The shares gained 5.5% to 605p, adding more than £5 billion to the bank’s market value and returning it to the top three position in the FTSE 100 index, ahead of consumer goods giant Unilever (ULVR).

Pre-tax profits for the three months to March more than trebled to $12.9 billion from $4.2 billion in the same period a year ago, way above market forecasts of $8.7 billion, helped by higher interest rates and a couple of positive one-off items including a $1.5 billion paper gain on the acquisition of Silicon Valley Bank’s UK operations.
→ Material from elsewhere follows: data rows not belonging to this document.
// Copyright 2025 Schelling Point Labs Inc
// SPDX-License-Identifier: AGPL-3.0-only

//! Private-token stores.
//!
//! Tokens are 64-character uppercase hex strings minted from 32 random
//! bytes. Two store variants exist: a file-backed store used by the server
//! and an in-memory store reserved for tests (selected with the path
//! `":memory:"`).

use std::collections::HashSet;
use std::fs::OpenOptions;
use std::io::Write;
use std::os::unix::fs::OpenOptionsExt;
use std::path::PathBuf;
use std::sync::RwLock;

use rand::rngs::OsRng;
use rand::RngCore;
use thiserror::Error;

use rbg_config::MEMORY_STORE_PATH;

/// The request header carrying the private token.
pub const TOKEN_HEADER: &str = "PRIVATE-TOKEN";

/// The length of a rendered token.
pub const TOKEN_SIZE: usize = 64;

const RAW_TOKEN_SIZE: usize = 32;
const MAX_ATTEMPTS: usize = 10;

/// Result type alias for token-store operations.
pub type TokenResult<T> = Result<T, TokenError>;

/// Errors that can occur while minting or persisting tokens.
#[derive(Debug, Error)]
pub enum TokenError {
    #[error("Could not generate token: {0}")]
    Rng(String),

    #[error("Could not generate token after {0} attempts.")]
    Exhausted(usize),

    #[error("IO error: {0}")]
    Io(#[from] std::io::Error),

    #[error("JSON error: {0}")]
    Json(#[from] serde_json::Error),
}

/// A store of issued private tokens.
pub enum TokenStore {
    /// A memory-only store for unit testing. Tokens do not persist between
    /// restarts.
    Memory(RwLock<HashSet<String>>),

    /// A store backed by a JSON file on disk.
    File {
        path: PathBuf,
        tokens: RwLock<HashSet<String>>,
    },
}

impl TokenStore {
    /// Open the token store for the given path.
    ///
    /// The special path `":memory:"` selects the in-memory variant; it
    /// should only be used by tests.
    pub fn open(path: &str) -> TokenResult<TokenStore> {
        if path == MEMORY_STORE_PATH {
            Ok(TokenStore::Memory(RwLock::new(HashSet::new())))
        } else {
            let path = PathBuf::from(path);
            let mut tokens = HashSet::new();

            match std::fs::read(&path) {
                Ok(content) if !content.is_empty() => {
                    let loaded: Vec<String> = serde_json::from_slice(&content)?;
                    tokens.extend(loaded);
                }
                Ok(_) => (),
                Err(err) if err.kind() == std::io::ErrorKind::NotFound => (),
                Err(err) => return Err(err.into()),
            }

            Ok(TokenStore::File {
                path,
                tokens: RwLock::new(tokens),
            })
        }
    }

    fn tokens(&self) -> &RwLock<HashSet<String>> {
        match self {
            TokenStore::Memory(tokens) => tokens,
            TokenStore::File { tokens, .. } => tokens,
        }
    }

    /// Create a new, unique token.
    ///
    /// This may fail if the OS random device cannot be read or if a unique
    /// token cannot be generated after a number of attempts.
    pub fn new_token(&self) -> TokenResult<String> {
        let mut raw = [0u8; RAW_TOKEN_SIZE];
        let mut tokens = self.tokens().write().expect("token store lock poisoned");

        for _ in 0..MAX_ATTEMPTS {
            OsRng
                .try_fill_bytes(&mut raw)
                .map_err(|err| TokenError::Rng(err.to_string()))?;

            let token = hex::encode_upper(raw);

            if tokens.insert(token.clone()) {
                return Ok(token);
            }
        }

        Err(TokenError::Exhausted(MAX_ATTEMPTS))
    }

    /// Return the token from a request header value, if it is valid and
    /// known.
    pub fn get(&self, header_value: &str) -> Option<String> {
        if self.exists(header_value) {
            Some(header_value.to_string())
        } else {
            None
        }
    }

    /// Return whether a token exists in the store.
    pub fn exists(&self, token: &str) -> bool {
        if token.len() != TOKEN_SIZE {
            return false;
        }

        self.tokens()
            .read()
            .expect("token store lock poisoned")
            .contains(token)
    }

    /// Persist the store.
    ///
    /// The tokens are written as a JSON array with file mode 0600. This is
    /// a no-op for the in-memory variant.
    pub fn save(&self) -> TokenResult<()> {
        let TokenStore::File { path, tokens } = self else {
            return Ok(());
        };

        let tokens = tokens.read().expect("token store lock poisoned");
        let list: Vec<&String> = tokens.iter().collect();
        let content = serde_json::to_vec(&list)?;

        let mut f = OpenOptions::new()
            .write(true)
            .create(true)
            .truncate(true)
            .mode(0o600)
            .open(path)?;

        f.write_all(&content)?;

        Ok(())
    }
}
Revenue climbed 64% to $20.2 billion driven by higher net interest income across all the bank’s global businesses, although in an interview with Bloomberg chief executive Noel Quinn accepted 2023 was probably the year the contribution from rising interest rates ‘topped out’.

Adjusting for the reclassification of its French assets and a gain from buying Silicon Valley Bank UK, deposits were actually down slightly during the quarter but not enough to worry investors.

The firm said it would pay $0.10 per share in dividends for the first quarter, the same level as it distributed before the pandemic, and announced a $2 billion buyback.

The bank had planned to introduce the buyback in the second half, but a combination of better results and pressure from its major shareholder, Chinese insurer Ping An (2318:HKG), to improve returns resulted in the CEO bringing it forward by six months.

‘With the good momentum we have in our business, we expect to have substantial future distribution capacity for dividends and share buybacks,’ insisted Quinn.

Whether a return to dividends and the promise of ‘jam tomorrow’ will be enough for Ping An to moderate its calls for change is hard to tell, but we suspect shareholders could still see fireworks at the bank’s annual general meeting on 5 May.

One major London investor revealed to Shares last week they were ‘broadly supportive’ of the Chinese firm’s call to break up HSBC and let it focus purely on Asia, and with the French and Canadian businesses still kicking around the pressure could grow in the coming weeks to split.